One time where I felt it big time, and I actually wouldn’t change anything about how I was Moming in that moment, was at daycare. I was picking up my son and he was about three at the time, and he had a full on toddler meltdown before we could get from his classroom to his sister’s. Like screaming on the floor. Melt down. It was awful. I totally saw him as a tired, hungry, over stimulated, frustrated little man who was overcome and completely swept up. I saw him. And I was with him. I had boundaries around it- and was keeping him and others safe and us relatively out of the way- and was waiting for that big wave to pass. I was keeping my cool, staying present to him. And another mom walked a little one his age out, past us, and was like “Don’t you ever do that.” And the little one was like, “No mama.”

That was a hard moment. I’m not sure if that little one ever does get overcome like my boy. I know my daughter never has, not like that. My daughter has had her moments, but my husband and I always laugh, because she looks behind her before throwing herself on the floor and she calms from these moments quickly (she has her other moments though). She doesn’t get caught up in the wave the same as our son. These moments happen fast for him. He used to get totally taken out by them. If you haven’t parented a kid like this, you may not know what I mean, and that’s okay. With maturity, he has found ways to anchor himself, keep safe, and be swept up. He’s five and a half. We’re all working on ways for him to get swept up less often, less completely, however I believe that it is part of his nature. He is a full-on kid and has this amazing energy and intensity. We can’t celebrate the joy, wonder and creativity he feels and brings to our lives, and then deny the other emotions that happen in the same big way. They all exist together.

But for a split second in that moment at daycare, I wondered if I had it wrong with my boy. That there was something else I should be doing, because this was uncomfortable for us, and also for folks witnessing it. Obviously other parents have it figured out? Then I realized, that if I didn’t have the opportunity to parent this boy, I wouldn’t get it. Because my daughter, she doesn’t get swept up. Few of the kids I ever cared for got swept up like my son. I know my son is not the only one who experiences this kind of meltdown.  However, if it is not in your experience, it is hard to understand. It’s easy to assume things. And these are not the only moments that are difficult in parenting and it doesn’t mean that this type is more complicated. Every parent-child relationship has it’s trials. I don’t want to discount other’s experiences- or say that kids like mine are harder to parent- not at all. It’s just that certain trials look differently, and the strategies are different, and how everything shows up is different. However, experiencing parenting trials in public exposes the parent to more judgment, and the cascade of emotions that go along with that. Right or wrong. Just does, and I’ve heard from lots of others that this is common.

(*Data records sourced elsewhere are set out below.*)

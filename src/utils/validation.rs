//! Utilidades de validación
//!
//! Este módulo contiene las reglas de validación del formulario de coches.
//! Todas las reglas se evalúan en una sola pasada y de forma independiente
//! por campo; nada aquí depende de la interfaz.

use std::borrow::Cow;
use std::collections::BTreeMap;

use chrono::{DateTime, NaiveDate};
use serde::Serialize;
use validator::{Validate, ValidationError, ValidationErrors};

use crate::models::car::{is_valid_brand, CarDraft, CarField};

/// Errores por campo, en el orden del formulario
#[derive(Debug, Clone, Default, PartialEq, Eq)]
pub struct FieldErrors(BTreeMap<CarField, String>);

impl FieldErrors {
    pub fn new() -> Self {
        Self::default()
    }

    pub fn insert(&mut self, field: CarField, message: impl Into<String>) {
        self.0.insert(field, message.into());
    }

    pub fn get(&self, field: CarField) -> Option<&str> {
        self.0.get(&field).map(String::as_str)
    }

    pub fn contains(&self, field: CarField) -> bool {
        self.0.contains_key(&field)
    }

    /// Válido si y solo si no hay errores
    pub fn is_valid(&self) -> bool {
        self.0.is_empty()
    }

    pub fn len(&self) -> usize {
        self.0.len()
    }

    pub fn is_empty(&self) -> bool {
        self.0.is_empty()
    }

    pub fn iter(&self) -> impl Iterator<Item = (CarField, &str)> {
        self.0.iter().map(|(field, message)| (*field, message.as_str()))
    }
}

impl From<&ValidationErrors> for FieldErrors {
    fn from(errors: &ValidationErrors) -> Self {
        let mut fields = FieldErrors::new();
        for (name, field_errors) in errors.field_errors() {
            let Some(field) = CarField::from_name(name) else {
                continue;
            };
            let message = field_errors
                .first()
                .and_then(|e| e.message.as_ref())
                .map(|m| m.to_string())
                .unwrap_or_else(|| format!("Invalid {}", field.as_str()));
            fields.insert(field, message);
        }
        fields
    }
}

fn invalid(code: &'static str, message: &'static str) -> ValidationError {
    let mut error = ValidationError::new(code);
    error.message = Some(Cow::Borrowed(message));
    error
}

/// Validar la marca contra la lista fija de marcas
pub fn validate_brand(value: &str) -> Result<(), ValidationError> {
    if value.is_empty() {
        return Err(invalid("required", "Brand is required"));
    }
    if !is_valid_brand(value) {
        let mut error = invalid("enum", "Invalid car brand");
        error.add_param("value".into(), &value.to_string());
        return Err(error);
    }
    Ok(())
}

/// El modelo solo tiene que estar presente (sin recortar espacios)
pub fn validate_model(value: &str) -> Result<(), ValidationError> {
    if value.is_empty() {
        return Err(invalid("required", "Model is required"));
    }
    Ok(())
}

/// Validar que un valor sea positivo
pub fn validate_positive<T: PartialOrd + std::fmt::Display + num_traits::Zero + Serialize>(
    value: T,
) -> Result<(), ValidationError> {
    if value <= T::zero() {
        let mut error = ValidationError::new("positive");
        error.add_param("value".into(), &value);
        return Err(error);
    }
    Ok(())
}

/// Consumo: 0 exacto si es eléctrico, positivo en otro caso
pub fn validate_fuel_use(fuel_use: Option<f64>, electric: bool) -> Result<(), ValidationError> {
    if electric {
        return match fuel_use {
            Some(value) if value == 0.0 => Ok(()),
            _ => Err(invalid("electric_fuel_use", "Fuel use must be 0 for electric cars")),
        };
    }

    match fuel_use {
        Some(value) if !value.is_nan() => validate_positive(value).map_err(|_| {
            invalid(
                "positive",
                "Fuel use must be greater than 0 for non-electric cars",
            )
        }),
        _ => Err(invalid("required", "Fuel use value is required")),
    }
}

/// El propietario debe tener nombre completo: al menos un espacio interior
pub fn validate_owner(value: &str) -> Result<(), ValidationError> {
    if value.is_empty() {
        return Err(invalid("required", "Owner is required"));
    }
    if !value.trim().contains(' ') {
        return Err(invalid(
            "full_name",
            "Owner name must contain at least one space",
        ));
    }
    Ok(())
}

/// Validar y convertir string a fecha (YYYY-MM-DD o RFC3339)
pub fn validate_date(value: &str) -> Result<NaiveDate, ValidationError> {
    NaiveDate::parse_from_str(value, "%Y-%m-%d")
        .or_else(|_| DateTime::parse_from_rfc3339(value).map(|dt| dt.date_naive()))
        .map_err(|_| {
            let mut error = invalid("date", "Please enter a valid date");
            error.add_param("value".into(), &value.to_string());
            error.add_param("format".into(), &"YYYY-MM-DD".to_string());
            error
        })
}

pub fn validate_day_of_commission(value: &str) -> Result<(), ValidationError> {
    if value.is_empty() {
        return Err(invalid("required", "Commission date is required"));
    }
    validate_date(value).map(|_| ())
}

impl Validate for CarDraft {
    fn validate(&self) -> Result<(), ValidationErrors> {
        let mut errors = ValidationErrors::new();

        let checks = [
            (CarField::Brand, validate_brand(&self.brand)),
            (CarField::Model, validate_model(&self.model)),
            (CarField::FuelUse, validate_fuel_use(self.fuel_use, self.electric)),
            (CarField::Owner, validate_owner(&self.owner)),
            (
                CarField::DayOfCommission,
                validate_day_of_commission(&self.day_of_commission),
            ),
        ];

        for (field, result) in checks {
            if let Err(error) = result {
                errors.add(field.as_str(), error);
            }
        }

        if errors.errors().is_empty() {
            Ok(())
        } else {
            Err(errors)
        }
    }
}

/// Validar un coche candidato y devolver los errores por campo
pub fn validate_car(draft: &CarDraft) -> FieldErrors {
    match draft.validate() {
        Ok(()) => FieldErrors::new(),
        Err(errors) => FieldErrors::from(&errors),
    }
}

#[cfg(test)]
mod tests {
    use super::*;

    fn valid_draft() -> CarDraft {
        CarDraft {
            brand: "Toyota".to_string(),
            model: "Corolla".to_string(),
            fuel_use: Some(5.4),
            owner: "Jane Doe".to_string(),
            electric: false,
            day_of_commission: "2024-01-15".to_string(),
        }
    }

    #[test]
    fn test_valid_draft_has_no_errors() {
        let errors = validate_car(&valid_draft());
        assert!(errors.is_valid());
        assert_eq!(errors.len(), 0);
    }

    #[test]
    fn test_all_errors_collected_in_one_pass() {
        let draft = CarDraft {
            brand: String::new(),
            model: String::new(),
            fuel_use: None,
            owner: String::new(),
            electric: false,
            day_of_commission: String::new(),
        };
        let errors = validate_car(&draft);
        assert_eq!(errors.len(), 5);
        assert_eq!(errors.get(CarField::Brand), Some("Brand is required"));
        assert_eq!(errors.get(CarField::Model), Some("Model is required"));
        assert_eq!(errors.get(CarField::FuelUse), Some("Fuel use value is required"));
        assert_eq!(errors.get(CarField::Owner), Some("Owner is required"));
        assert_eq!(
            errors.get(CarField::DayOfCommission),
            Some("Commission date is required")
        );
    }

    #[test]
    fn test_electric_requires_zero_fuel_use() {
        for fuel_use in [Some(0.1), Some(-1.0), Some(7.0), Some(f64::NAN), None] {
            let draft = CarDraft {
                electric: true,
                fuel_use,
                ..valid_draft()
            };
            assert_eq!(
                validate_car(&draft).get(CarField::FuelUse),
                Some("Fuel use must be 0 for electric cars"),
                "fuel_use = {:?}",
                fuel_use
            );
        }

        let draft = CarDraft {
            electric: true,
            fuel_use: Some(0.0),
            ..valid_draft()
        };
        assert!(validate_car(&draft).is_valid());
    }

    #[test]
    fn test_combustion_requires_positive_fuel_use() {
        for fuel_use in [Some(0.0), Some(-0.5), Some(-100.0)] {
            let draft = CarDraft {
                fuel_use,
                ..valid_draft()
            };
            assert_eq!(
                validate_car(&draft).get(CarField::FuelUse),
                Some("Fuel use must be greater than 0 for non-electric cars")
            );
        }

        for fuel_use in [None, Some(f64::NAN)] {
            let draft = CarDraft {
                fuel_use,
                ..valid_draft()
            };
            assert_eq!(
                validate_car(&draft).get(CarField::FuelUse),
                Some("Fuel use value is required")
            );
        }

        for fuel_use in [0.01, 1.0, 12.5] {
            let draft = CarDraft {
                fuel_use: Some(fuel_use),
                ..valid_draft()
            };
            assert!(!validate_car(&draft).contains(CarField::FuelUse));
        }
    }

    #[test]
    fn test_owner_needs_interior_space() {
        for owner in ["Jane", "JaneDoe", " Jane", "Jane ", "Jane\tDoe"] {
            let draft = CarDraft {
                owner: owner.to_string(),
                ..valid_draft()
            };
            assert_eq!(
                validate_car(&draft).get(CarField::Owner),
                Some("Owner name must contain at least one space"),
                "owner = {:?}",
                owner
            );
        }

        for owner in ["Jane Doe", "Kovács Anna Mária", " Jane Doe "] {
            let draft = CarDraft {
                owner: owner.to_string(),
                ..valid_draft()
            };
            assert!(!validate_car(&draft).contains(CarField::Owner));
        }
    }

    #[test]
    fn test_brand_must_be_known() {
        for brand in ["Yugo", "toyota", "Trabant", " Toyota"] {
            let draft = CarDraft {
                brand: brand.to_string(),
                ..valid_draft()
            };
            assert_eq!(validate_car(&draft).get(CarField::Brand), Some("Invalid car brand"));
        }

        for brand in ["Toyota", "Mercedes-Benz", "Land Rover", "Lamborghini"] {
            let draft = CarDraft {
                brand: brand.to_string(),
                ..valid_draft()
            };
            assert!(!validate_car(&draft).contains(CarField::Brand));
        }
    }

    #[test]
    fn test_model_is_not_trimmed() {
        let draft = CarDraft {
            model: " ".to_string(),
            ..valid_draft()
        };
        assert!(!validate_car(&draft).contains(CarField::Model));
    }

    #[test]
    fn test_day_of_commission_must_be_a_date() {
        for day in ["not-a-date", "2024/01/15", "2024-02-30", "2024-13-01"] {
            let draft = CarDraft {
                day_of_commission: day.to_string(),
                ..valid_draft()
            };
            assert_eq!(
                validate_car(&draft).get(CarField::DayOfCommission),
                Some("Please enter a valid date"),
                "day = {:?}",
                day
            );
        }

        for day in ["2024-01-15", "2024-02-29", "2024-01-15T10:00:00Z"] {
            let draft = CarDraft {
                day_of_commission: day.to_string(),
                ..valid_draft()
            };
            assert!(!validate_car(&draft).contains(CarField::DayOfCommission));
        }
    }

    #[test]
    fn test_validation_is_idempotent() {
        let draft = CarDraft {
            brand: "Yugo".to_string(),
            owner: "Jane".to_string(),
            electric: true,
            fuel_use: Some(3.0),
            ..valid_draft()
        };
        assert_eq!(validate_car(&draft), validate_car(&draft));
        assert_eq!(validate_car(&draft).len(), 3);
    }

    #[test]
    fn test_validate_trait_reports_field_names() {
        let draft = CarDraft {
            model: String::new(),
            ..valid_draft()
        };
        let result = draft.validate();
        assert!(ValidationErrors::has_error(&result, "model"));
        assert!(!ValidationErrors::has_error(&result, "brand"));
    }

    #[test]
    fn test_validate_positive() {
        assert!(validate_positive(5).is_ok());
        assert!(validate_positive(0).is_err());
        assert!(validate_positive(-5.0).is_err());
    }

    #[test]
    fn test_validate_date() {
        assert!(validate_date("2024-01-15").is_ok());
        assert!(validate_date("2024/01/15").is_err());
    }
}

Mom-guilt is real. Sometimes based in real judgements, and other times in perceived ones. They’re equally hard. Sometimes it is completely related to failing my own expectations. Sometimes in definable, easy to spot mistakes. Sometimes in circumstances and chance. Making amends with kids is totally possible, sometimes. And other times, it’s tricky… There are certain things I berate myself for, that others may not even see as a problem. There are things that some may find wrong with how I do things, that I don’t seek to change. Repairing my own moming confidence can be the hardest challenge when it’s taken a hit.

Most of the time, moming is the role I find the most comfortable in my life. I love connecting with my kids, nurturing, and exploring the world. I always wanted to be a mom, and am so delighted that I am blessed to have this family. We are usually the annoyingly happy family. It’s pretty cool. And this is still a thing for me, for us.

I imagine I’m not the only relatively confident, competent, Mom who experiences these thoughts and these feelings. I think this is another area that there are not many conversations happening… I would love to connect with folks and chat more about these ideas.